Translator : Nacchan
Proffreader : Nacchan
Epilog
Sudah tujuh hari berlalu sejak pernikahan yang tak terlupakan itu. Kami masih berada di istana kerajaan.
"Ahh~, pernikahan yang sudah diatur dengan sempurna malah hancur berantakan~," keluh Yuuri.
"Sampai kapan kamu akan menangis, Yuuri? Itu sudah tujuh hari yang lalu," kata seseorang mencoba menenangkannya.
"Tentu saja aku menangis!

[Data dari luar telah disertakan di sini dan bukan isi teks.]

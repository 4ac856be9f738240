//! Sales Service - Point-of-sale gateway over the ERP document store.

pub mod config;
pub mod dtos;
pub mod handlers;
pub mod middleware;
pub mod models;
pub mod services;
pub mod startup;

Pernikahan seumur hidupku hancur berantakan, dan yang lebih buruk lagi, kita harus berangkat lagi untuk berpetualang~!"
"…Kita tidak punya pilihan lain. Untuk membuat ulang cincin pernikahan, kita harus berkeliling ke negara-negara dari berbagai ras," jawabku.
Insiden penyerangan upacara pernikahan pahlawan yang dilakukan oleh gadis yang mengaku sebagai putri Raja Iblis telah menyebar ke berbagai negara, termasuk berita tentang beberapa orang yang tewas dalam serangan itu. Selain itu, penghancuran cincin pernikahan yang diwariskan dari generasi ke generasi untuk para 【Yuusha】 oleh putri Raja Iblis juga menjadi sorotan.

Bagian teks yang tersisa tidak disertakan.